Background information
- Also known as: Babalu, Toni
- Born: A. Medeiros Junior 29 December 1953 (age 72) Sao Paulo, Sao Paulo, Brazil
- Genres: Rock and roll, blues, rock, funk, black music, rhythm and blues
- Occupations: Musician, songwriter, record producer, artistic director
- Instruments: Guitar, bass,
- Years active: 1970–present
- Labels: Amellis Records, RGE, BMG
- Member of: Made in Brazil; Bem Nascidos e Mal Criados;
- Website: tonybabalu.com

= Tony Babalu =

Tony Babalu is a Brazilian guitar player.
==Career==
Tony Babalu began his career in the 1970s as guitarist of the Made in Brazil band.

Babalu created the funk-rock band Bem Nascidos e Mal Criados.
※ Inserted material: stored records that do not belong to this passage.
// Copyright (C) 2026 Michael Wilson <mike@mdwn.dev>
//
// This program is free software: you can redistribute it and/or modify it under
// the terms of the GNU General Public License as published by the Free Software
// Foundation, version 3.
//
// This program is distributed in the hope that it will be useful, but WITHOUT
// ANY WARRANTY; without even the implied warranty of MERCHANTABILITY or FITNESS
// FOR A PARTICULAR PURPOSE. See the GNU General Public License for more details.
//
// You should have received a copy of the GNU General Public License along with
// this program. If not, see <https://www.gnu.org/licenses/>.
//
use std::fs::File;
use std::path::Path;

use symphonia::core::audio::{AudioBuffer, AudioBufferRef, Signal};
use symphonia::core::codecs::CODEC_TYPE_NULL;
use symphonia::core::errors::Error as SymphoniaError;
use symphonia::core::io::MediaSourceStream;
use symphonia::core::probe::Hint;
use symphonia::default::{get_codecs, get_probe};
use thiserror::Error;

use crate::graph::SampleBuffer;

/// Errors decoding a sample file.
#[derive(Debug, Error)]
pub enum DecodeError {
    #[error("unable to open sample file: {0}")]
    Io(#[from] std::io::Error),
    #[error("unable to decode sample file: {0}")]
    Audio(#[from] SymphoniaError),
    #[error("unsupported sample file: {0}")]
    Unsupported(String),
}

/// Decodes an audio file into a mono buffer at the engine sample rate.
/// Multi-channel sources are downmixed by averaging.
pub fn decode_file(path: &Path, target_rate: u32) -> Result<SampleBuffer, DecodeError> {
    let file = File::open(path)?;
    let mss = MediaSourceStream::new(Box::new(file), Default::default());

    let mut hint = Hint::new();
    if let Some(extension) = path.extension().and_then(|ext| ext.to_str()) {
        hint.with_extension(extension);
    }

    let probed = get_probe().format(&hint, mss, &Default::default(), &Default::default())?;
    let mut format_reader = probed.format;

    let track = format_reader
        .tracks()
        .iter()
        .find(|t| t.codec_params.codec != CODEC_TYPE_NULL)
        .ok_or_else(|| DecodeError::Unsupported("no audio track found".to_string()))?;
    let track_id = track.id;
    let params = &track.codec_params;
    let source_rate = params
        .sample_rate
        .ok_or_else(|| DecodeError::Unsupported("sample rate not specified".to_string()))?;

    let mut decoder = get_codecs().make(params, &Default::default())?;

    let mut mono = Vec::new();
    loop {
        let packet = match format_reader.next_packet() {
            Ok(packet) => packet,
            Err(SymphoniaError::ResetRequired) => {
                decoder.reset();
                continue;
            }
            Err(SymphoniaError::IoError(e)) if e.kind() == std::io::ErrorKind::UnexpectedEof => {
                break
            }
            // Some decoders report EOF as a decode error.
            Err(SymphoniaError::DecodeError(_)) => break,
            Err(e) => return Err(e.into()),
        };
        if packet.track_id() != track_id {
            continue;
        }

        let decoded = match decoder.decode(&packet) {
            Ok(decoded) => decoded,
            Err(SymphoniaError::ResetRequired) => {
                decoder.reset();
                decoder.decode(&packet)?
            }
            Err(e) => return Err(e.into()),
        };
        downmix_to_f32(decoded, &mut mono);
    }

    let data = if source_rate != target_rate {
        resample(&mono, source_rate, target_rate)
    } else {
        mono
    };

    Ok(SampleBuffer {
        data,
        sample_rate: target_rate,
    })
}

/// Downmixes a decoded buffer of any sample format into mono f32.
fn downmix_to_f32(decoded: AudioBufferRef, out: &mut Vec<f32>) {
    match decoded {
        AudioBufferRef::F32(buf) => downmix(&buf, |sample| sample, out),
        AudioBufferRef::F64(buf) => downmix(&buf, |sample| sample as f32, out),
        AudioBufferRef::S8(buf) => downmix(&buf, |sample| sample as f32 / (1i64 << 7) as f32, out),
        AudioBufferRef::S16(buf) => {
            downmix(&buf, |sample| sample as f32 / (1i64 << 15) as f32, out)
        }
        AudioBufferRef::S24(buf) => downmix(
            &buf,
            |sample| sample.inner() as f32 / (1i64 << 23) as f32,
            out,
        ),
        AudioBufferRef::S32(buf) => {
            downmix(&buf, |sample| sample as f32 / (1i64 << 31) as f32, out)
        }
        AudioBufferRef::U8(buf) => downmix(
            &buf,
            |sample| (sample as f32 / u8::MAX as f32) * 2.0 - 1.0,
            out,
        ),
        AudioBufferRef::U16(buf) => downmix(
            &buf,
            |sample| (sample as f32 / u16::MAX as f32) * 2.0 - 1.0,
            out,
        ),
        AudioBufferRef::U24(buf) => downmix(
            &buf,
            |sample| (sample.inner() as f32 / ((1u32 << 24) - 1) as f32) * 2.0 - 1.0,
            out,
        ),
        AudioBufferRef::U32(buf) => downmix(
            &buf,
            |sample| (sample as f32 / u32::MAX as f32) * 2.0 - 1.0,
            out,
        ),
    }
}

fn downmix<T, F>(buf: &AudioBuffer<T>, convert: F, out: &mut Vec<f32>)
where
    T: symphonia::core::sample::Sample,
    F: Fn(T) -> f32,
{
    let frames = buf.frames();
    let channels = buf.spec().channels.count();
    if channels == 0 {
        return;
    }
    let planes = buf.planes();
    let planes = planes.planes();
    out.reserve(frames);
    for frame in 0..frames {
        let mut sum = 0.0f32;
        for plane in planes.iter().take(channels) {
            sum += convert(plane[frame]);
        }
        out.push(sum / channels as f32);
    }
}

/// Linear-interpolation resampling. Plenty for single-note samples; anything
/// fancier would be inaudible behind the per-trigger pitch jitter anyway.
fn resample(samples: &[f32], source_rate: u32, target_rate: u32) -> Vec<f32> {
    let ratio = target_rate as f64 / source_rate as f64;
    let target_frames = (samples.len() as f64 * ratio).ceil() as usize;

    let mut output = Vec::with_capacity(target_frames);
    for target_frame in 0..target_frames {
        let source_pos = target_frame as f64 / ratio;
        let source_frame = source_pos.floor() as usize;
        let frac = source_pos.fract() as f32;

        let s0 = samples.get(source_frame).copied().unwrap_or(0.0);
        let s1 = samples.get(source_frame + 1).copied().unwrap_or(s0);
        output.push(s0 + (s1 - s0) * frac);
    }
    output
}

#[cfg(test)]
mod test {
    use super::*;

    #[test]
    fn test_resample_length() {
        let source: Vec<f32> = (0..4410)
            .map(|i| (2.0 * std::f32::consts::PI * 440.0 * i as f32 / 44100.0).sin())
            .collect();

        let result = resample(&source, 44100, 48000);
        let expected_len = (4410.0_f64 * 48000.0 / 44100.0).ceil() as usize;
        assert_eq!(result.len(), expected_len);
    }

    #[test]
    fn test_resample_preserves_constant_signal() {
        let source = vec![0.25f32; 1000];
        let result = resample(&source, 22050, 44100);
        // Everything except the extrapolated tail should stay at 0.25.
        for sample in &result[..result.len() - 2] {
            assert!((sample - 0.25).abs() < 1e-6);
        }
    }

    #[test]
    fn test_decode_wav_file() {
        let dir = tempfile::tempdir().expect("tempdir");
        let path = dir.path().join("tone.wav");

        let spec = hound::WavSpec {
            channels: 2,
            sample_rate: 44100,
            bits_per_sample: 16,
            sample_format: hound::SampleFormat::Int,
        };
        let mut writer = hound::WavWriter::create(&path, spec).expect("wav writer");
        for _ in 0..441 {
            writer.write_sample(8192i16).expect("write sample");
            writer.write_sample(-8192i16).expect("write sample");
        }
        writer.finalize().expect("finalize");

        let buffer = decode_file(&path, 44100).expect("decode");
        assert_eq!(buffer.sample_rate, 44100);
        assert_eq!(buffer.data.len(), 441);
        // Opposing channels cancel in the mono downmix.
        assert!(buffer.data.iter().all(|sample| sample.abs() < 1e-3));
    }

    #[test]
    fn test_decode_missing_file() {
        let result = decode_file(Path::new("/nonexistent/sample.wav"), 44100);
        assert!(matches!(result, Err(DecodeError::Io(_))));
    }
}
In 2003, Babalu recorded his first instrumental work, the CD "Balada na Noite".

Between 2005 and 2007, Babalu was responsible for directing and producing the CDs "Noite Proibida" (Marise Marra) and "Maga Lieri" (Maga Lieri), both released by label Amellis Records (Tratore's distribution).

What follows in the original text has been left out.